The results stood out amongst other research, because most studies of starling song involve the mating season and sexual selection, while the new study focused on song outside the breeding season in large flocks, and its connection with endogenous opioids.

“In terms of communication, not that many people are looking at the rewarding aspects, but definitely people are looking at dopamine, and how that regulates the motivation to communicate,” Riters says. “Dopamine is something that, in humans, motivates your behavior and directs it towards reward.”

She says her results might suggest that, in starlings, endogenous opioid-prompted song is evolutionarily advantageous, because singing in flocks allows them an opportunity to practice their song to prepare for the mating season. It might not be the most beautiful to listen to – Riters likened their chaotic song to freeform jazz – but that’s okay. To them, it’s just a warm-up for when they start looking for a mate.
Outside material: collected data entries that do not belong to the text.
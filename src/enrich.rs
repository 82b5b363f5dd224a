//! Per-page enrichment: the two sub-resource lookups for every id in a page,
//! and resolution of the single canonical source id.

use futures::future::try_join_all;
use tracing::warn;

use crate::contract::{EnrichedProfile, ExternalId, ProfileSource};
use crate::error::SyncError;

/// External-id kind carried over to Voucherify as the customer's source_id.
const PRIMARY_ID_KIND: &str = "user_id";
/// Accepted substitute when a profile has no `user_id` entry.
const FALLBACK_ID_KIND: &str = "anonymous_id";

/// Select the canonical source id from a profile's external identifiers.
///
/// The first `user_id` entry in Source-returned order wins; if none exists,
/// the first `anonymous_id`. The order dependency is a deliberate tie-break:
/// Segment lists identifiers in attachment order and the integration has
/// always taken the first.
pub fn resolve_source_id(external_ids: &[ExternalId]) -> Option<String> {
    external_ids
        .iter()
        .find(|entry| entry.kind == PRIMARY_ID_KIND)
        .or_else(|| {
            external_ids
                .iter()
                .find(|entry| entry.kind == FALLBACK_ID_KIND)
        })
        .map(|entry| entry.id.clone())
}

/// Enrich every id in one page, issuing the traits and external-ids fetches
/// for all ids concurrently. Output order matches `segment_ids`.
///
/// Failure of any lookup fails the whole page, as does a profile with no
/// recognised external id (`UnresolvedIdentifier`): the page's batch is
/// submitted as one atomic bulk call, so a partially built batch is not
/// meaningful. A profile with no traits is not fatal; it maps to the
/// emptiest possible customer record.
pub async fn enrich_page<S>(
    source: &S,
    segment_ids: &[String],
) -> Result<Vec<EnrichedProfile>, SyncError>
where
    S: ProfileSource + ?Sized,
{
    let lookups = segment_ids.iter().map(|segment_id| async move {
        let (traits, external_ids) = futures::try_join!(
            source.fetch_traits(segment_id),
            source.fetch_external_ids(segment_id),
        )?;

        let source_id = match resolve_source_id(&external_ids) {
            Some(source_id) => source_id,
            None => {
                warn!(
                    segment_id = %segment_id,
                    "no user_id or anonymous_id found; customer cannot be built"
                );
                return Err(SyncError::UnresolvedIdentifier {
                    segment_id: segment_id.clone(),
                });
            }
        };

        Ok(EnrichedProfile {
            segment_id: segment_id.clone(),
            traits,
            source_id,
        })
    });

    try_join_all(lookups).await
}

#[cfg(test)]
mod tests {
    use super::*;

    fn ext(kind: &str, id: &str) -> ExternalId {
        ExternalId {
            kind: kind.to_string(),
            id: id.to_string(),
        }
    }

    #[test]
    fn user_id_wins_over_earlier_anonymous_id() {
        let ids = vec![ext("anonymous_id", "a1"), ext("user_id", "u1"), ext("user_id", "u2")];
        assert_eq!(resolve_source_id(&ids).as_deref(), Some("u1"));
    }

    #[test]
    fn falls_back_to_first_anonymous_id() {
        let ids = vec![ext("device_id", "d1"), ext("anonymous_id", "a1"), ext("anonymous_id", "a2")];
        assert_eq!(resolve_source_id(&ids).as_deref(), Some("a1"));
    }

    #[test]
    fn unrecognised_kinds_resolve_to_none() {
        let ids = vec![ext("device_id", "d1"), ext("email", "e@example.com")];
        assert_eq!(resolve_source_id(&ids), None);
    }

    #[test]
    fn empty_list_resolves_to_none() {
        assert_eq!(resolve_source_id(&[]), None);
    }
}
“When the birds are singing they’re also practicing motor patterns that they will later use in more serious adult contexts,” Riters says. “They’re also learning how to produce a vocalization that gets a social response, and they also learn how to attract a female, for example.”

Riters thinks the release of opioids might also encourage sociable behavior for these songbirds. Humans have endogenous opioids that do just that, and Riters’ research may also have implications for human sociality and even mental health. When humans interact in a social context, like hanging out with friends, their brains also release endogenous opioids, just like the songbirds.

Riters believes birds and mammals share the common ancestor in which these social rewards evolved, so there’s a chance parts of their work can be generalized to humans.

In this case, the importance of sociality to both humans and songbirds cannot be understated. When humans don’t receive enough social interaction, they might become depressed or experience other negative mental health conditions because their brains aren’t producing those endogenous chemicals anymore. For example, people with social anxiety might not want to hang out in social groups, because they might have negative interactions. By studying birds, Riters says, maybe they can find ways to promote positive social interactions.

“We think that studying this kind of gregarious positive social play in songbirds is providing a unique way to come up with new ideas for treatments that might promote positive interactions in humans,” Riters says. “During this pandemic and social distancing, we are missing our flockmates, right? And without contact with our flockmates, without socializing in our groups, I think we’re really deprived of opioid release.”